Presently a huge hand, holding a dim candle, protruded from the aperture. A hand without an owner has always been an object of terror since the times of Belshazzar. It was evidently not a bear; and the fears of the party, relieved on the score of a material enemy, began to turn toward the immaterial. They stood speechless and aghast, staring at that awful, superhuman hand. Soon, however, the phiz of Little Mice appeared to claim the property, but all ashen with terror and red with mud. “Parturiunt montes, nascitur ridiculous mus,” said Crayon, curtly. “It will be a nasty ridiculous muss,” said the guide, “if he should stick fast.” It was for some moments doubtful whether the body could follow the arm and head; but Mice, having marked the lights, and recognized the laughter which greeted his appearance, gave a Titanic heave, as if he would lift the roof off the cave, and broke through, sacrificing his coat, and at the imminent risk of upsetting Jacob’s Tea-table. “Master and Mistis, are you da? ugh - ugh ! Oh Lord! dis is a mizzible place!” The narrow ladder scarcely afforded room for Mice’s enormous shoes, and in his haste to join his protectors he was near tumbling over the parapet. “A very narrer lather,” said he, half soliloquizing. By this time the group below was shaking with laughter. “Oh, Mistis,” said Mice, devoutly, “now I believes dere is a torment, sence I seen dis place. “What, in the name of torment, induced you to venture in here along, you inconceivable blockhead ?” “Why, Mass’ Porte, you see, I hearn you was all gone in, an’ I thinks any wha’ de young missusses can go I can go too. Den when I come in a piece it git so dark and lonesome I begin to git feard-like. Den I seen sich things standin’ about, and I hearn things like big bells. I think den I swine right straight down below. Ugh! it was misssable. I am glad I found you, sure enough.” And, during the rest of the exploration, Mice stuck closer to his master than his sense of respect would have permitted any where on the earth’s surface. Jacobs’ LadderIf the first chambers through which they passed excelled in the rich profusion and brilliancy of their ornaments, they are thrown far in the background by the superior grandeur and sublimity of those apartments which our adventurers are now entering, and which, like the scenes of a well arranged drama, go on increasing in interest and magnificence to the end. Now they group themselves at the entrance of the Great Hall.

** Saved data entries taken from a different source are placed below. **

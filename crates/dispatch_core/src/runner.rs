//! Tick runner: drives the dispatch schedule against an ECS `World`.
//!
//! The world owns the clock. After every schedule run the caller's `advance`
//! hook moves the area resource forward one tick (and can apply whatever
//! else the world does between ticks: moving taxis, placing bids).

use bevy_ecs::prelude::{Resource, Schedule, World};
use bevy_ecs::schedule::IntoSystemConfigs;

use crate::area::ServiceArea;
use crate::dispatcher::Dispatcher;
use crate::systems::{dispatch_tick_system, has_open_fares};

/// Schedule with the dispatch control loop for area type `A`. The loop is
/// skipped on ticks where the board has no open fare.
pub fn dispatch_schedule<A: ServiceArea + Resource>() -> Schedule {
    let mut schedule = Schedule::default();
    schedule.add_systems(dispatch_tick_system::<A>.run_if(has_open_fares));
    schedule
}

/// Runs `ticks` dispatch passes, calling `advance` on the area after each.
pub fn run_ticks<A, F>(world: &mut World, schedule: &mut Schedule, ticks: u64, mut advance: F)
where
    A: ServiceArea + Resource,
    F: FnMut(&mut A),
{
    for _ in 0..ticks {
        schedule.run(world);
        let mut area = world.resource_mut::<A>();
        advance(&mut *area);
    }
}

/// Runs dispatch passes until no open fare is left or `max_ticks` is hit.
/// Returns the number of ticks executed.
pub fn run_until_settled<A, F>(
    world: &mut World,
    schedule: &mut Schedule,
    max_ticks: u64,
    mut advance: F,
) -> u64
where
    A: ServiceArea + Resource,
    F: FnMut(&mut A),
{
    let mut ticks = 0;
    while ticks < max_ticks && open_fares(world) > 0 {
        schedule.run(world);
        let mut area = world.resource_mut::<A>();
        advance(&mut *area);
        ticks += 1;
    }
    ticks
}

fn open_fares(world: &World) -> usize {
    world
        .get_resource::<Dispatcher>()
        .map(|d| d.board().open_count())
        .unwrap_or(0)
}
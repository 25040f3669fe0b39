use chrono::{DateTime, NaiveDate, Utc};
use serde::{Deserialize, Serialize};

/// One line on an invoice. Order matters for display, so line items are kept
/// as an ordered sequence and round-tripped through a JSON column verbatim.
#[derive(Debug, Clone, PartialEq, Eq, Serialize, Deserialize)]
pub struct LineItem {
    pub description: String,
    /// Minor currency units (cents).
    pub amount: i64,
}

/// Two-state lifecycle. `Processed` is produced by the pipeline, `Edited` by a
/// human afterwards; the transition is one-way.
#[derive(Debug, Clone, Copy, PartialEq, Eq, Serialize, Deserialize)]
#[serde(rename_all = "lowercase")]
pub enum InvoiceStatus {
    Processed,
    Edited,
}

impl InvoiceStatus {
    pub fn as_str(&self) -> &'static str {
        match self {
            InvoiceStatus::Processed => "processed",
            InvoiceStatus::Edited => "edited",
        }
    }

    pub fn parse(value: &str) -> Option<Self> {
        match value {
            "processed" => Some(InvoiceStatus::Processed),
            "edited" => Some(InvoiceStatus::Edited),
            _ => None,
        }
    }
}

/// Token counts reported by (or estimated for) one LLM call.
#[derive(Debug, Clone, Copy, Default, PartialEq, Eq, Serialize, Deserialize)]
pub struct TokenUsage {
    pub input_tokens: i64,
    pub output_tokens: i64,
}

impl TokenUsage {
    pub fn new(input_tokens: i64, output_tokens: i64) -> Self {
        TokenUsage {
            input_tokens,
            output_tokens,
        }
    }

    pub fn total_tokens(&self) -> i64 {
        self.input_tokens + self.output_tokens
    }
}

#[derive(Debug, Clone, Serialize, Deserialize)]
pub struct Invoice {
    pub id: String,
    pub document_id: String,
    pub vendor_name: String,
    pub customer_name: String,
    pub invoice_number: String,
    pub invoice_date: NaiveDate,
    pub due_date: NaiveDate,
    /// Minor currency units (cents), never a float.
    pub amount: i64,
    pub line_items: Vec<LineItem>,
    pub status: InvoiceStatus,
    /// md5 over `vendor|number|amount`, recomputed whenever any of the three
    /// changes. Only the pipeline writes this field.
    pub duplicate_checksum: String,
    pub token_usage: Option<TokenUsage>,
    /// Dollars, set once at creation and never recomputed on edit.
    pub processing_cost: f64,
    pub used_cache: bool,
    pub tokens_saved: i64,
    /// Id of an existing invoice with the same vendor and number but a
    /// different amount. Humans reconcile these later.
    pub conflict_with: Option<String>,
    pub created_at: DateTime<Utc>,
}

/// Raw structured fields as the model reports them, before validation. All
/// fields optional so that a missing one is a `MissingField` rejection rather
/// than a deserialization failure.
#[derive(Debug, Clone, Default, Deserialize)]
pub struct ExtractedInvoiceData {
    #[serde(rename = "customerName")]
    pub customer_name: Option<String>,
    #[serde(rename = "vendorName")]
    pub vendor_name: Option<String>,
    #[serde(rename = "invoiceNumber")]
    pub invoice_number: Option<String>,
    #[serde(rename = "invoiceDate")]
    pub invoice_date: Option<String>,
    #[serde(rename = "dueDate")]
    pub due_date: Option<String>,
    pub amount: Option<i64>,
    #[serde(rename = "lineItems")]
    pub line_items: Option<Vec<LineItem>>,
}

/// A fully-specified invoice body for the edit entry point.
#[derive(Debug, Clone, Deserialize)]
pub struct InvoiceEdit {
    pub vendor_name: String,
    pub customer_name: String,
    pub invoice_number: String,
    pub invoice_date: String,
    pub due_date: String,
    pub amount: i64,
    pub line_items: Vec<LineItem>,
}

/// Per-invoice accounting row used for aggregate statistics.
#[derive(Debug, Clone, Copy)]
pub struct UsageRecord {
    pub input_tokens: i64,
    pub output_tokens: i64,
    pub cost: f64,
    pub tokens_saved: i64,
    pub used_cache: bool,
}
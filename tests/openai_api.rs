use serde_json::json;
use wiremock::matchers::{bearer_token, method, path};
use wiremock::{Mock, MockServer, ResponseTemplate};

use invox::models::TokenUsage;
use invox::services::openai::{InvoiceModel, OpenAiExtractor};
use invox::PipelineError;

#[tokio::test]
async fn successful_call_returns_content_and_reported_usage() {
    let server = MockServer::start().await;
    Mock::given(method("POST"))
        .and(path("/v1/chat/completions"))
        .and(bearer_token("test-key"))
        .respond_with(ResponseTemplate::new(200).set_body_json(json!({
            "choices": [{
                "message": {
                    "role": "assistant",
                    "content": "{\"vendorName\": \"Acme\"}"
                }
            }],
            "usage": {
                "prompt_tokens": 1200,
                "completion_tokens": 340,
                "total_tokens": 1540
            }
        })))
        .expect(1)
        .mount(&server)
        .await;

    let extractor = OpenAiExtractor::with_base_url("test-key", "gpt-4-turbo-preview", server.uri());
    let reply = extractor.extract("invoice text").await.unwrap();

    assert_eq!(reply.raw_json, "{\"vendorName\": \"Acme\"}");
    assert_eq!(reply.usage, Some(TokenUsage::new(1200, 340)));
}

#[tokio::test]
async fn missing_usage_block_is_tolerated() {
    let server = MockServer::start().await;
    Mock::given(method("POST"))
        .and(path("/v1/chat/completions"))
        .respond_with(ResponseTemplate::new(200).set_body_json(json!({
            "choices": [{
                "message": {"role": "assistant", "content": "{}"}
            }]
        })))
        .mount(&server)
        .await;

    let extractor = OpenAiExtractor::with_base_url("test-key", "gpt-4-turbo-preview", server.uri());
    let reply = extractor.extract("invoice text").await.unwrap();
    assert_eq!(reply.usage, None);
}

#[tokio::test]
async fn rejected_credentials_surface_as_unauthorized() {
    let server = MockServer::start().await;
    Mock::given(method("POST"))
        .and(path("/v1/chat/completions"))
        .respond_with(ResponseTemplate::new(401).set_body_json(json!({
            "error": {"message": "Incorrect API key provided"}
        })))
        .mount(&server)
        .await;

    let extractor = OpenAiExtractor::with_base_url("bad-key", "gpt-4-turbo-preview", server.uri());
    let err = extractor.extract("invoice text").await.unwrap_err();
    assert!(matches!(err, PipelineError::Unauthorized));
}

#[tokio::test]
async fn server_errors_are_request_failures_not_unauthorized() {
    let server = MockServer::start().await;
    Mock::given(method("POST"))
        .and(path("/v1/chat/completions"))
        .respond_with(ResponseTemplate::new(500).set_body_string("upstream exploded"))
        .mount(&server)
        .await;

    let extractor = OpenAiExtractor::with_base_url("test-key", "gpt-4-turbo-preview", server.uri());
    let err = extractor.extract("invoice text").await.unwrap_err();
    assert!(matches!(err, PipelineError::LlmRequest(_)));
    assert!(err.is_retryable());
}
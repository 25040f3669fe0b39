use std::path::{Path, PathBuf};
use std::sync::{Arc, Mutex};

use anyhow::{anyhow, Context, Result};
use clap::{Parser, Subcommand};
use tracing_subscriber::EnvFilter;

use invox::config::{pricing_for, Settings};
use invox::db::Database;
use invox::services::accounting::UsageStats;
use invox::services::openai::OpenAiExtractor;
use invox::services::text_extraction::{DocumentExtractor, MIME_JPEG, MIME_PDF, MIME_PNG};
use invox::{Pipeline, PipelineError, Upload};

#[derive(Parser)]
#[command(name = "invox", about = "Invoice extraction pipeline with duplicate detection and cost-aware caching")]
struct Cli {
    /// SQLite database file.
    #[arg(long, default_value = "invox.sqlite")]
    db: PathBuf,

    #[command(subcommand)]
    command: Command,
}

#[derive(Subcommand)]
enum Command {
    /// Extract and store an invoice from a PDF or image file.
    Process {
        file: PathBuf,
        /// Identifier of the originating upload in the document store.
        #[arg(long)]
        document_id: Option<String>,
    },
    /// List stored invoices.
    List {
        #[arg(long, default_value = "created_at")]
        order_by: String,
        /// Sort ascending instead of descending.
        #[arg(long)]
        asc: bool,
        #[arg(long, default_value_t = 50)]
        limit: usize,
        #[arg(long, default_value_t = 0)]
        offset: usize,
    },
    /// Show aggregate token usage and cost statistics.
    Stats,
}

#[tokio::main]
async fn main() -> Result<()> {
    tracing_subscriber::fmt()
        .with_env_filter(EnvFilter::try_from_default_env().unwrap_or_else(|_| "invox=info".into()))
        .init();

    let cli = Cli::parse();
    let db = Database::new(cli.db).context("open database")?;
    let settings = Settings::load(&db);
    let db = Arc::new(Mutex::new(db));

    match cli.command {
        Command::Process { file, document_id } => {
            let api_key = settings
                .openai_api_key
                .clone()
                .ok_or(PipelineError::Unconfigured)?;

            let bytes = std::fs::read(&file).with_context(|| format!("read {}", file.display()))?;
            let mime_type = mime_from_path(&file)?;
            let file_name = file
                .file_name()
                .map(|name| name.to_string_lossy().into_owned())
                .unwrap_or_default();

            let pipeline = Pipeline::new(
                db,
                Arc::new(DocumentExtractor::new(&settings.ocr_language)),
                Arc::new(OpenAiExtractor::new(api_key, &settings.model)),
                pricing_for(&settings.model),
            );

            let document_id =
                document_id.unwrap_or_else(|| uuid::Uuid::new_v4().to_string());
            let upload = Upload {
                file_name,
                mime_type: mime_type.to_string(),
                bytes,
            };

            let invoice = pipeline.process(upload, document_id).await?;
            println!("{}", serde_json::to_string_pretty(&invoice)?);
        }
        Command::List {
            order_by,
            asc,
            limit,
            offset,
        } => {
            let invoices = db
                .lock()
                .map_err(|_| anyhow!("database lock poisoned"))?
                .list_invoices(&order_by, !asc, limit, offset)?;
            for invoice in invoices {
                println!(
                    "{}  {}  {}  {}  {}  {}{}",
                    invoice.id,
                    invoice.invoice_date,
                    invoice.vendor_name,
                    invoice.invoice_number,
                    format_cents(invoice.amount),
                    invoice.status.as_str(),
                    if invoice.used_cache { "  (cached)" } else { "" },
                );
            }
        }
        Command::Stats => {
            let records = db
                .lock()
                .map_err(|_| anyhow!("database lock poisoned"))?
                .usage_records()?;
            let stats = UsageStats::compute(&records, pricing_for(&settings.model));
            println!("invoices processed:   {}", stats.invoice_count);
            println!("cache hits:           {}", stats.cache_hits);
            println!("avg input tokens:     {:.1}", stats.average_input_tokens);
            println!("avg output tokens:    {:.1}", stats.average_output_tokens);
            println!("avg total tokens:     {:.1}", stats.average_total_tokens);
            println!("avg cost:             ${:.4}", stats.average_cost);
            println!("total tokens saved:   {}", stats.total_tokens_saved);
            println!("cache cost savings:   ${:.4}", stats.cache_cost_savings);
        }
    }

    Ok(())
}

fn mime_from_path(path: &Path) -> Result<&'static str> {
    let extension = path
        .extension()
        .and_then(|ext| ext.to_str())
        .map(|ext| ext.to_ascii_lowercase())
        .unwrap_or_default();
    match extension.as_str() {
        "pdf" => Ok(MIME_PDF),
        "jpg" | "jpeg" => Ok(MIME_JPEG),
        "png" => Ok(MIME_PNG),
        other => Err(anyhow!(
            "unsupported file extension: {other:?}, expected pdf, jpg, jpeg or png"
        )),
    }
}

fn format_cents(amount: i64) -> String {
    format!("${}.{:02}", amount / 100, amount % 100)
}
use chrono::{NaiveDate, Utc};
use std::sync::{Arc, Mutex};
use tracing::{debug, info, warn};

use crate::config::ModelPricing;
use crate::db::Database;
use crate::error::PipelineError;
use crate::models::{
    ExtractedInvoiceData, Invoice, InvoiceEdit, InvoiceStatus, LineItem, TokenUsage,
};
use crate::services::accounting::{estimate_tokens, UsageStats};
use crate::services::cache::PromptCache;
use crate::services::dedup::{fingerprint, DuplicateCheck, DuplicateDetector};
use crate::services::openai::{
    parse_model_reply, ExtractionOutcome, InvoiceModel, SYSTEM_PROMPT,
};
use crate::services::text_extraction::{TextExtract, MIME_JPEG, MIME_PDF, MIME_PNG};

const MAX_UPLOAD_BYTES: usize = 10 * 1024 * 1024;

/// One uploaded document, already pulled out of whatever transport carried it.
#[derive(Debug, Clone)]
pub struct Upload {
    pub file_name: String,
    pub mime_type: String,
    pub bytes: Vec<u8>,
}

/// Orchestrates extraction, caching, the LLM call, validation, duplicate
/// detection, cost accounting and persistence for one document at a time.
pub struct Pipeline {
    db: Arc<Mutex<Database>>,
    extractor: Arc<dyn TextExtract>,
    model: Arc<dyn InvoiceModel>,
    cache: PromptCache,
    detector: DuplicateDetector,
    pricing: ModelPricing,
}

impl Pipeline {
    pub fn new(
        db: Arc<Mutex<Database>>,
        extractor: Arc<dyn TextExtract>,
        model: Arc<dyn InvoiceModel>,
        pricing: ModelPricing,
    ) -> Self {
        Pipeline {
            detector: DuplicateDetector::new(db.clone()),
            db,
            extractor,
            model,
            cache: PromptCache::new(),
            pricing,
        }
    }

    /// Runs one document through the full pipeline and persists the result.
    /// Every rejection is recorded in the processing log.
    pub async fn process(
        &self,
        upload: Upload,
        document_id: impl Into<String>,
    ) -> Result<Invoice, PipelineError> {
        let document_id = document_id.into();
        let result = self.run(upload, &document_id).await;
        match &result {
            Ok(invoice) => {
                info!(
                    invoice_id = %invoice.id,
                    vendor = %invoice.vendor_name,
                    used_cache = invoice.used_cache,
                    "invoice processed"
                );
            }
            Err(err) => {
                if let Ok(db) = self.db.lock() {
                    let _ = db.log_processing(
                        None,
                        Some(&document_id),
                        "process",
                        "rejected",
                        Some(&err.to_string()),
                    );
                }
            }
        }
        result
    }

    async fn run(&self, upload: Upload, document_id: &str) -> Result<Invoice, PipelineError> {
        // Cheap local checks first, before any extraction work is spent.
        validate_upload(&upload)?;

        let text = self.extractor.extract(&upload.bytes, &upload.mime_type)?;
        if text.trim().is_empty() {
            return Err(PipelineError::NoExtractableText);
        }

        let (raw, reported_usage, used_cache) = match self.cache.lookup(SYSTEM_PROMPT, &text) {
            Some(cached) => {
                debug!(file = %upload.file_name, "prompt cache hit, skipping LLM call");
                (cached, None, true)
            }
            None => {
                let reply = self.model.extract(&text).await?;
                (reply.raw_json, reply.usage, false)
            }
        };

        let data = match parse_model_reply(&raw)? {
            ExtractionOutcome::Invoice(data) => data,
            ExtractionOutcome::NotAnInvoice(reason) => {
                return Err(PipelineError::NotAnInvoice(reason));
            }
        };

        // Only well-formed invoice responses are cached; a malformed reply
        // stays uncached so a resubmission issues a fresh call.
        if !used_cache {
            self.cache.store(SYSTEM_PROMPT, &text, &raw);
        }

        let fields = validate_extracted(data)?;

        let conflict_with = match self.detector.check(
            &fields.vendor_name,
            &fields.invoice_number,
            fields.amount,
        ) {
            DuplicateCheck::Duplicate { existing_id, amount } => {
                return Err(PipelineError::DuplicateInvoice {
                    vendor_name: fields.vendor_name,
                    invoice_number: fields.invoice_number,
                    amount,
                    existing_id,
                });
            }
            DuplicateCheck::Conflict {
                existing_id,
                existing_amount,
            } => {
                warn!(
                    vendor = %fields.vendor_name,
                    number = %fields.invoice_number,
                    new_amount = fields.amount,
                    existing_amount,
                    existing_id = %existing_id,
                    "amount conflict with existing invoice, persisting for manual review"
                );
                Some(existing_id)
            }
            DuplicateCheck::Clear => None,
        };

        // Hit path reports near-zero marginal cost: nothing was billed, and
        // the avoided spend shows up as tokens_saved instead.
        let (token_usage, processing_cost, tokens_saved) = if used_cache {
            (TokenUsage::default(), 0.0, estimate_tokens(&raw))
        } else {
            let usage = reported_usage
                .unwrap_or_else(|| TokenUsage::new(estimate_tokens(&text), estimate_tokens(&raw)));
            let cost = self.pricing.cost(usage.input_tokens, usage.output_tokens);
            (usage, cost, 0)
        };

        let invoice = Invoice {
            id: uuid::Uuid::new_v4().to_string(),
            document_id: document_id.to_string(),
            duplicate_checksum: fingerprint(
                &fields.vendor_name,
                &fields.invoice_number,
                fields.amount,
            ),
            vendor_name: fields.vendor_name,
            customer_name: fields.customer_name,
            invoice_number: fields.invoice_number,
            invoice_date: fields.invoice_date,
            due_date: fields.due_date,
            amount: fields.amount,
            line_items: fields.line_items,
            status: InvoiceStatus::Processed,
            token_usage: Some(token_usage),
            processing_cost,
            used_cache,
            tokens_saved,
            conflict_with,
            created_at: Utc::now(),
        };

        {
            let db = self
                .db
                .lock()
                .map_err(|_| PipelineError::StoreUnavailable("store lock poisoned".into()))?;
            match db.insert_invoice(&invoice) {
                Ok(()) => {
                    let _ = db.log_processing(
                        Some(&invoice.id),
                        Some(document_id),
                        "process",
                        "success",
                        None,
                    );
                }
                // The pre-check races with concurrent inserts; the unique
                // index on the checksum is the actual guarantee.
                Err(err) if is_unique_violation(&err) => {
                    let existing_id = db
                        .get_invoice_by_checksum(&invoice.duplicate_checksum)
                        .ok()
                        .flatten()
                        .map(|existing| existing.id)
                        .unwrap_or_default();
                    return Err(PipelineError::DuplicateInvoice {
                        vendor_name: invoice.vendor_name,
                        invoice_number: invoice.invoice_number,
                        amount: invoice.amount,
                        existing_id,
                    });
                }
                Err(err) => return Err(err.into()),
            }
        }

        Ok(invoice)
    }

    /// Human-edit entry point. Requires the same field and date validation as
    /// extraction, recomputes the duplicate checksum (the identifying triple
    /// may have changed), and flips the status to `edited`. Does not re-run
    /// duplicate detection and does not re-cost; accounting fields and
    /// `created_at` keep their original values.
    pub fn edit(&self, id: &str, edit: InvoiceEdit) -> Result<Invoice, PipelineError> {
        let invoice_date = parse_date(&require_text(Some(edit.invoice_date), "invoiceDate")?)?;
        let due_date = parse_date(&require_text(Some(edit.due_date), "dueDate")?)?;
        let vendor_name = require_text(Some(edit.vendor_name), "vendorName")?;
        let customer_name = require_text(Some(edit.customer_name), "customerName")?;
        let invoice_number = require_text(Some(edit.invoice_number), "invoiceNumber")?;
        if edit.amount < 0 {
            return Err(PipelineError::InvalidUpload(
                "amount must be non-negative".to_string(),
            ));
        }

        let db = self
            .db
            .lock()
            .map_err(|_| PipelineError::StoreUnavailable("store lock poisoned".into()))?;
        let mut invoice = db
            .get_invoice_by_id(id)?
            .ok_or_else(|| PipelineError::InvoiceNotFound(id.to_string()))?;

        invoice.duplicate_checksum = fingerprint(&vendor_name, &invoice_number, edit.amount);
        invoice.vendor_name = vendor_name;
        invoice.customer_name = customer_name;
        invoice.invoice_number = invoice_number;
        invoice.invoice_date = invoice_date;
        invoice.due_date = due_date;
        invoice.amount = edit.amount;
        invoice.line_items = edit.line_items;
        invoice.status = InvoiceStatus::Edited;

        match db.update_invoice(&invoice) {
            Ok(_) => {
                let _ = db.log_processing(Some(&invoice.id), None, "edit", "success", None);
                Ok(invoice)
            }
            Err(err) if is_unique_violation(&err) => {
                let existing_id = db
                    .get_invoice_by_checksum(&invoice.duplicate_checksum)
                    .ok()
                    .flatten()
                    .map(|existing| existing.id)
                    .unwrap_or_default();
                Err(PipelineError::DuplicateInvoice {
                    vendor_name: invoice.vendor_name,
                    invoice_number: invoice.invoice_number,
                    amount: invoice.amount,
                    existing_id,
                })
            }
            Err(err) => Err(err.into()),
        }
    }

    /// Aggregate token/cost statistics over everything processed so far.
    pub fn stats(&self) -> Result<UsageStats, PipelineError> {
        let records = {
            let db = self
                .db
                .lock()
                .map_err(|_| PipelineError::StoreUnavailable("store lock poisoned".into()))?;
            db.usage_records()?
        };
        Ok(UsageStats::compute(&records, self.pricing))
    }
}

fn validate_upload(upload: &Upload) -> Result<(), PipelineError> {
    match upload.mime_type.as_str() {
        MIME_PDF | MIME_JPEG | MIME_PNG => {}
        other => {
            return Err(PipelineError::InvalidUpload(format!(
                "invalid file type: {other}, upload a PDF or image file (JPEG/PNG)"
            )));
        }
    }
    if upload.bytes.len() > MAX_UPLOAD_BYTES {
        return Err(PipelineError::InvalidUpload(
            "file too large, maximum size is 10 MiB".to_string(),
        ));
    }
    Ok(())
}

struct ValidatedFields {
    vendor_name: String,
    customer_name: String,
    invoice_number: String,
    invoice_date: NaiveDate,
    due_date: NaiveDate,
    amount: i64,
    line_items: Vec<LineItem>,
}

fn validate_extracted(data: ExtractedInvoiceData) -> Result<ValidatedFields, PipelineError> {
    let customer_name = require_text(data.customer_name, "customerName")?;
    let vendor_name = require_text(data.vendor_name, "vendorName")?;
    let invoice_number = require_text(data.invoice_number, "invoiceNumber")?;
    let invoice_date = parse_date(&require_text(data.invoice_date, "invoiceDate")?)?;
    let due_date = parse_date(&require_text(data.due_date, "dueDate")?)?;
    let amount = data
        .amount
        .ok_or_else(|| PipelineError::MissingField("amount".to_string()))?;
    if amount < 0 {
        return Err(PipelineError::MalformedModelOutput(
            "amount must be non-negative".to_string(),
        ));
    }
    let line_items = data
        .line_items
        .ok_or_else(|| PipelineError::MissingField("lineItems".to_string()))?;

    Ok(ValidatedFields {
        vendor_name,
        customer_name,
        invoice_number,
        invoice_date,
        due_date,
        amount,
        line_items,
    })
}

fn require_text(value: Option<String>, field: &str) -> Result<String, PipelineError> {
    match value {
        Some(text) if !text.trim().is_empty() => Ok(text),
        _ => Err(PipelineError::MissingField(field.to_string())),
    }
}

/// ISO dates are what the prompt demands, but models occasionally answer in
/// regional formats; accept the common ones rather than rejecting the whole
/// document.
fn parse_date(raw: &str) -> Result<NaiveDate, PipelineError> {
    let trimmed = raw.trim();
    let formats = ["%Y-%m-%d", "%d.%m.%Y", "%d/%m/%Y", "%Y/%m/%d", "%Y.%m.%d"];
    for fmt in formats {
        if let Ok(date) = NaiveDate::parse_from_str(trimmed, fmt) {
            return Ok(date);
        }
    }
    Err(PipelineError::InvalidDate(raw.to_string()))
}

fn is_unique_violation(err: &rusqlite::Error) -> bool {
    matches!(
        err,
        rusqlite::Error::SqliteFailure(e, _) if e.code == rusqlite::ErrorCode::ConstraintViolation
    )
}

“Good Mr. Moler, permit us to drop your puerile and inappropriate nomenclature, and let fancy run riot.” The complaisant guide bows, and walks on with both hands full of lights. At every step strange and beautiful objects flash into being. Pillared walls, hung with long, sweeping folds of tapestry; banners flaunting from overhanging galleries; canopied niches filled with shadowy sculpture; the groined and vaulted ceiling dimly appearing at a majestic height, and long pendents dropping from out of the thick darkness that the feeble torches can not penetrate. Then the white, startling giant, which imposes so completely on the senses that it is difficult to conceive it was not sculptured by the hand of man, and pedestaled where it stands, precisely in the centre of the hall. Then the weird towers that rise beyond on either side, so draped and fluted, whose tops are lost in the upper room. This must be the Palace of the King of the Gnomes, and the gigantic figure there is his seneschal.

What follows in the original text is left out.